Ömer Hayyamın Rübaileri ile ilk olarak 20 yaşında tanışmıştım.Hayyamı tanıdığım ilk dörtlüğü ;
Sevgili, seninle ben pergel gibiyiz:
İki başımız var, bir tek bedenimiz.
Ne kadar dönersem döneyim çevrende:
Er geç baş başa verecek değil miyiz?
olmuştu.Hemen Hasan Ali Yücelin çevirisi olan "Ömer Hayyam Dörtlükler" kitabını aldım.Okuduğum her dörtlük gerek kendi yaşantı mı, gerek iç dünyamı gerekse de inançlarımı sorgulamamı ve daha önce cesaret edemeyip düşünmekten korktuğum inanç dünyam hakkında sorular sormama vesile oldu.Dörtlükler bittiğinde kitaba başlamadan önce var olan sorgulamaktan,soru sormaktan korkan ve o korktuğu soruların üstünü örterek onlardan kaçan kişi artık yoktu.
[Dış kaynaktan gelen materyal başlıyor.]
//! Cache keys and the resource ids derived from them

use crate::error::{CacheError, Result};
use serde::Serialize;
use sha2::{Digest, Sha256};
use std::fmt;

/// Logical identity of a cached artifact.
///
/// A simple key has one candidate identifier. A composite key carries an
/// ordered list of candidates: inserts go to the first one, lookups try each
/// in order and accept the first that exists on disk.
#[derive(Debug, Clone, PartialEq, Eq)]
pub enum CacheKey {
    Simple(String),
    Composite(Box<[String]>),
}

impl CacheKey {
    pub fn new(id: impl Into<String>) -> Self {
        CacheKey::Simple(id.into())
    }

    /// Build a composite key. Fails when no candidate is given.
    pub fn composite<I, S>(candidates: I) -> Result<Self>
    where
        I: IntoIterator<Item = S>,
        S: Into<String>,
    {
        let candidates: Vec<String> = candidates.into_iter().map(Into::into).collect();
        if candidates.is_empty() {
            return Err(CacheError::InvalidKey(
                "composite key needs at least one candidate".to_string(),
            ));
        }
        Ok(CacheKey::Composite(candidates.into_boxed_slice()))
    }

    /// Candidate identifiers in lookup order. Never empty.
    pub fn candidates(&self) -> &[String] {
        match self {
            CacheKey::Simple(id) => std::slice::from_ref(id),
            CacheKey::Composite(ids) => ids,
        }
    }

    /// The identifier inserts are written under.
    pub fn primary(&self) -> &str {
        &self.candidates()[0]
    }
}

impl From<&str> for CacheKey {
    fn from(id: &str) -> Self {
        CacheKey::new(id)
    }
}

impl From<String> for CacheKey {
    fn from(id: String) -> Self {
        CacheKey::Simple(id)
    }
}

impl fmt::Display for CacheKey {
    fn fmt(&self, f: &mut fmt::Formatter<'_>) -> fmt::Result {
        match self {
            CacheKey::Simple(id) => write!(f, "{}", id),
            CacheKey::Composite(ids) => write!(f, "[{}]", ids.join(", ")),
        }
    }
}

/// Physical address of an entry inside one schema version's namespace.
#[derive(Debug, Clone, PartialEq, Eq, Hash, PartialOrd, Ord, Serialize)]
pub struct ResourceId(String);

impl ResourceId {
    /// Derive the id for a candidate identifier under a schema version.
    ///
    /// The version is part of the hashed input, so the same candidate maps to
    /// unrelated ids under different versions.
    pub fn derive(candidate: &str, version: u32) -> Self {
        let mut hasher = Sha256::new();
        hasher.update(format!("{}:{}", version, candidate).as_bytes());
        ResourceId(hex::encode(hasher.finalize()))
    }

    /// Accept an already-derived id, e.g. one parsed back from a file name.
    /// Returns `None` unless `raw` is 64 lowercase hex characters.
    pub fn parse(raw: &str) -> Option<Self> {
        let valid = raw.len() == 64
            && raw
                .bytes()
                .all(|b| b.is_ascii_digit() || (b'a'..=b'f').contains(&b));
        valid.then(|| ResourceId(raw.to_string()))
    }

    pub fn as_str(&self) -> &str {
        &self.0
    }

    /// Two-character shard directory name.
    pub fn shard(&self) -> &str {
        &self.0[..2]
    }
}

impl fmt::Display for ResourceId {
    fn fmt(&self, f: &mut fmt::Formatter<'_>) -> fmt::Result {
        f.write_str(&self.0)
    }
}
Geçtiğimiz ay "Amin Maalouf - Semerkant " kitabı ile Ömer Hayyamın hayatına misafir oldum, yürüdüğü sokakları,aldığı eğitimleri,gittiği şehirler ve tabikide aşık olduğu kadını tanıdım.Kitap bittikten sonra Rubaileri tekrar okumamak olmazdı. Amin Maalouf Semerkantan sonra Rubailerin tekrar okunması gerekli böylece Dörtlüklerin içine derinlemesine girerek; hayal dünyanızda dörtlüklerin ahengi şarhoş olup raks etmeye başlıyorsunuz.